Empa, Dübendorf, Switzerland. INTRODUCTION: In nature many bacteria are able to accumulate polyhydroxyalkanoates (PHAs) as a carbon storage compound ...
EMPA20100741
European Cells and Materials Vol. 20. Suppl. 1, 2010 (page 12)
ISSN 1473-2262
Melt-Spun Fibers From Polyhydroxyalkanoate And Polylactate For Fiber Implant Applications M. Zinn1, S. Dilettoso1, S. Lischer1, K. Maniura1, S. Milz2,3, B. Weisse4, R. Hufenus1 1
Empa, St. Gallen Switzerland, Switzerland. 2 Anatomische Anstalt, LMU, Munich,
Munich, Germany. 3 AO Research Institute, Davos, Switzerland. 4Empa, Dübendorf, Switzerland. INTRODUCTION: In nature many bacteria are able to accumulate polyhydroxyalkanoates (PHAs) as a carbon storage compound. Depending on the cultivation conditions and the type of microorganism, these polyesters can be tailored and range from thermoplastic to elastomeric porperties [1]. Poly(3-hydroxybutyrate) (PHB) and the copolyester poly(3-hydroxybutyrate-co-3hydroxyvalerate) (PHB/HV) exhibit the cristallization rates required for an extrusion processes. The melt-spinning of fibers from PHAs has been reported but is a tedious process that can be applied only at small scale using special equipment [2]. Poly(L-lactate) (PLLA) is a polymer that is considered to be a renewable plastic since its raw material, lactic acid, is produced by bacterial fermentation from corn starch or sugar cane. The polymer is synthesized by a ring opening polymerization in a pure chemical process using stannous octoate. PLLA is certified by FDA as an implant material, whereas for PHA so far only academic studies have been reported. The goal of this project was to develop biodegradable fibers that are suitable for tendon repair.
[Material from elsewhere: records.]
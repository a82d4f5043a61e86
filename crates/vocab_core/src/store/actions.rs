//! User-level actions composed from store commits.

use super::Store;
use crate::model::filters::FilterSet;
use crate::model::view::{SortDirection, SortKey, SortState};
use crate::sanitize::filters_equal;
use crate::selection::SelectionInput;
use crate::selectors::{apply_filters, shuffled_ids, sort_words};
use crate::storage::KeyValueStore;
use crate::timers::PointerPress;
use log::{debug, info};
use rand::Rng;
use std::time::Instant;
use uuid::Uuid;

/// What a [`Store::tick`] call committed.
#[derive(Debug, Clone, Default, PartialEq, Eq)]
pub struct TickOutcome {
    pub search_committed: bool,
    /// Row whose long-press fired.
    pub long_pressed: Option<String>,
}

impl<S: KeyValueStore> Store<S> {
    /// Shuffles the current filtered and sorted list, then drops the sort
    /// back to an unsorted ascending state.
    pub fn shuffle_view(&mut self) -> usize {
        self.shuffle_view_with(&mut rand::rng())
    }

    pub fn shuffle_view_with<R: Rng + ?Sized>(&mut self, rng: &mut R) -> usize {
        let order = {
            let this = &*self;
            let mut words = apply_filters(&this.state.words, &this.state.filters, this);
            sort_words(&mut words, this.state.sort, this);
            shuffled_ids(&words, rng)
        };
        let count = order.len();
        info!(
            "event=view_shuffle module=store status=ok count={}",
            count
        );

        self.set_order(&order);
        self.set_sort(SortState::new(SortKey::Unsorted, SortDirection::Asc));
        count
    }

    /// Column-header click: clears the shuffle, then sorts by `key`,
    /// flipping direction when `key` is already active.
    pub fn toggle_sort(&mut self, key: SortKey) -> SortState {
        self.clear_order();
        let current = self.state.sort;
        let dir = if current.key == key {
            current.dir.reversed()
        } else {
            SortDirection::Asc
        };
        self.set_sort(SortState::new(key, dir));
        self.state.sort
    }

    /// Saves the live filters under `name`.
    ///
    /// A set with the same name (ignoring case) is overwritten in place and
    /// takes the newly typed name; otherwise a new set with a fresh id is
    /// appended. Returns the set id.
    pub fn save_filter_set(&mut self, name: &str) -> String {
        let mut sets = self.state.filter_sets.clone();
        let trimmed = name.trim();
        let name = if trimmed.is_empty() {
            format!("Set {}", sets.len() + 1)
        } else {
            trimmed.to_string()
        };
        let lowered = name.to_lowercase();

        let id = match sets
            .iter_mut()
            .find(|set| set.name.to_lowercase() == lowered)
        {
            Some(existing) => {
                existing.name = name;
                existing.filters = self.state.filters.clone();
                existing.id.clone()
            }
            None => {
                let id = Uuid::new_v4().to_string();
                sets.push(FilterSet {
                    id: id.clone(),
                    name,
                    filters: self.state.filters.clone(),
                });
                id
            }
        };

        self.set_filter_sets(&sets);
        info!(
            "event=filter_set_save module=store status=ok sets={}",
            self.state.filter_sets.len()
        );
        id
    }

    /// Overwrites the filters stored in set `id` with the live filters.
    pub fn update_filter_set(&mut self, id: &str) -> bool {
        let mut sets = self.state.filter_sets.clone();
        let Some(target) = sets.iter_mut().find(|set| set.id == id) else {
            debug!("event=filter_set_update module=store status=skip reason=unknown_id");
            return false;
        };
        target.filters = self.state.filters.clone();
        self.set_filter_sets(&sets)
    }

    pub fn delete_filter_set(&mut self, id: &str) -> bool {
        let sets: Vec<FilterSet> = self
            .state
            .filter_sets
            .iter()
            .filter(|set| set.id != id)
            .cloned()
            .collect();
        if sets.len() == self.state.filter_sets.len() {
            debug!("event=filter_set_delete module=store status=skip reason=unknown_id");
            return false;
        }
        self.set_filter_sets(&sets)
    }

    /// Makes set `id` the live filters. Returns `false` for unknown ids or
    /// when the filters already match.
    pub fn apply_filter_set(&mut self, id: &str) -> bool {
        let Some(filters) = self
            .state
            .filter_sets
            .iter()
            .find(|set| set.id == id)
            .map(|set| set.filters.clone())
        else {
            debug!("event=filter_set_apply module=store status=skip reason=unknown_id");
            return false;
        };
        self.set_filters(&filters)
    }

    /// First saved set canonically equal to the live filters.
    pub fn matching_filter_set(&self) -> Option<&FilterSet> {
        self.state
            .filter_sets
            .iter()
            .find(|set| filters_equal(&set.filters, &self.state.filters))
    }

    pub fn select_word(&mut self, id: &str) -> bool {
        self.apply_selection(SelectionInput::Select(id))
    }

    pub fn clear_selection(&mut self) -> bool {
        self.apply_selection(SelectionInput::Clear)
    }

    /// Enters or leaves row selection mode. Entering with nothing selected
    /// selects `trigger`.
    pub fn set_row_selection_mode(&mut self, enabled: bool, trigger: Option<&str>) -> bool {
        if enabled {
            self.apply_selection(SelectionInput::EnterMode { trigger })
        } else {
            self.apply_selection(SelectionInput::LeaveMode)
        }
    }

    pub fn long_press_row(&mut self, id: &str) -> bool {
        self.apply_selection(SelectionInput::LongPress(id))
    }

    pub fn tap_row(&mut self, id: &str) -> bool {
        self.apply_selection(SelectionInput::Tap(id))
    }

    /// Debounces search input; the latest text is committed by [`Store::tick`].
    pub fn queue_search(&mut self, text: impl Into<String>, now: Instant) {
        self.search.schedule(text.into(), now);
    }

    pub fn press_row(&mut self, press: PointerPress, now: Instant) {
        self.long_press.press(press, now);
    }

    pub fn move_pointer(&mut self, pointer_id: u32, x: f64, y: f64) {
        self.long_press.move_to(pointer_id, x, y);
    }

    pub fn release_pointer(&mut self, pointer_id: u32) {
        self.long_press.release(pointer_id);
    }

    /// Commits a due search and fires a due long-press.
    pub fn tick(&mut self, now: Instant) -> TickOutcome {
        let mut outcome = TickOutcome::default();

        if let Some(search) = self.search.poll(now) {
            debug!(
                "event=search_commit module=store status=ok search_len={}",
                search.chars().count()
            );
            let mut filters = self.state.filters.clone();
            filters.search = search;
            outcome.search_committed = self.set_filters(&filters);
        }

        if let Some(row) = self.long_press.poll(now) {
            self.long_press_row(&row);
            outcome.long_pressed = Some(row);
        }

        outcome
    }
}

#[cfg(test)]
mod tests {
    use crate::model::view::{SortDirection, SortKey};
    use crate::storage::MemoryKeyValueStore;
    use crate::store::Store;

    #[test]
    fn toggle_sort_flips_only_the_active_key() {
        let mut store = Store::new(MemoryKeyValueStore::new());
        assert_eq!(store.toggle_sort(SortKey::Word).dir, SortDirection::Desc);
        assert_eq!(store.toggle_sort(SortKey::Word).dir, SortDirection::Asc);

        let sort = store.toggle_sort(SortKey::Pos);
        assert_eq!(sort.key, SortKey::Pos);
        assert_eq!(sort.dir, SortDirection::Asc);
    }

    #[test]
    fn save_filter_set_replaces_same_name_ignoring_case() {
        let mut store = Store::new(MemoryKeyValueStore::new());
        let first = store.save_filter_set("Verbs");
        let again = store.save_filter_set("  verbs ");
        assert_eq!(first, again);
        assert_eq!(store.state().filter_sets.len(), 1);
        assert_eq!(store.state().filter_sets[0].name, "verbs");

        let other = store.save_filter_set("");
        assert_ne!(other, first);
        assert_eq!(store.state().filter_sets[1].name, "Set 2");
    }
}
METHODS: PHB and PHB/HV up to a 3hydroxyvalerate content of 80 mol% have been produced in Cupriavidus necator in continuous cultivation [3]. The polymers were solvent extracted [1]. For melt-spinning larger quantities of PHA were required and therefore PHB was bought from Biomer (D) or Biocycle (Br), PHB/HV with 8 mol% HV content from Tianan (Enmat Y1000, CN). PLLA was bought from Nature Works (PLA 6200D, U.S.A.). All polymers were characterized using differential scanning calorimetry (DSC), thermogravimetry (TGA), and gel permeation chromatography (GPC). The meltspinning of PHAs and PLLA was carried out on Empa's custom-made pilot melt-spinning plant that allowed production of mono- and bicomponent fibers [4]. The fibers were tested using a tensile tester Zwick (CH) equipped with a 400 N load cell. Biocompatibility was assessed using human dermal fibroblasts (HDF).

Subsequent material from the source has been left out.